Instructions to follow
Below are some records; output exactly the lines from the line with "Crate-wide error type" to the line with "Bad version string.", both ends kept, and nothing more.

+---+

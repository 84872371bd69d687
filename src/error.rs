// src/error.rs

//! Crate-wide error type and `Result` alias.

use thiserror::Error;

/// Planning failures, surfaced before any filesystem mutation.
#[derive(Debug, Clone, PartialEq, Eq, Error)]
pub enum PlanningError {
    /// The target version has no manifest in the chain.
    #[error("no published release for version {0}")]
    NoSuchVersion(String),

    /// Downgrades are handled by out-of-band tooling, never the forward path.
    #[error("target version {target} is behind installed version {current}")]
    TargetBehindCurrent { current: String, target: String },

    /// The chain is missing a required intermediate version.
    #[error("release history has a gap: expected a manifest for {0}")]
    GapInHistory(String),
}

#[derive(Debug, Error)]
pub enum Error {
    /// Bad version string.
    #[error("invalid version format: {0} (expected major.minor.patch)")]
    Format(String),

    /// Unsafe path from a manifest or user input. Always fatal, never retried.
    #[error("path violation: {0}")]
    PathViolation(String),

    /// Malformed manifest. Fatal.
    #[error("manifest validation failed: {0}")]
    ManifestValidation(String),

    #[error(transparent)]
    Planning(#[from] PlanningError),

    /// Download/publish failure. Retryable by the caller.
    #[error("transport error: {0}")]
    Transport(String),

    /// A requested release, manifest, or file does not exist in the store.
    #[error("not found: {0}")]
    NotFound(String),

    /// Dependency installation failure. Triggers the same rollback as an
    /// apply failure.
    #[error("dependency installation failed: {0}")]
    Install(String),

    /// Progress-write contention. Retryable.
    #[error("could not acquire progress lock within {0} ms")]
    LockTimeout(u64),

    #[error("configuration error: {0}")]
    Config(String),

    #[error("I/O error: {0}")]
    Io(#[from] std::io::Error),

    #[error("JSON error: {0}")]
    Json(#[from] serde_json::Error),
}

impl Error {
    /// Whether a caller may reasonably retry the failed operation.
    pub fn is_retryable(&self) -> bool {
        matches!(self, Error::Transport(_) | Error::LockTimeout(_))
    }
}

pub type Result<T> = std::result::Result<T, Error>;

+---+

Solution for this task
//! Crate-wide error type and `Result` alias.

use thiserror::Error;

/// Planning failures, surfaced before any filesystem mutation.
#[derive(Debug, Clone, PartialEq, Eq, Error)]
pub enum PlanningError {
    /// The target version has no manifest in the chain.
    #[error("no published release for version {0}")]
    NoSuchVersion(String),

    /// Downgrades are handled by out-of-band tooling, never the forward path.
    #[error("target version {target} is behind installed version {current}")]
    TargetBehindCurrent { current: String, target: String },

    /// The chain is missing a required intermediate version.
    #[error("release history has a gap: expected a manifest for {0}")]
    GapInHistory(String),
}

#[derive(Debug, Error)]
pub enum Error {
    /// Bad version string.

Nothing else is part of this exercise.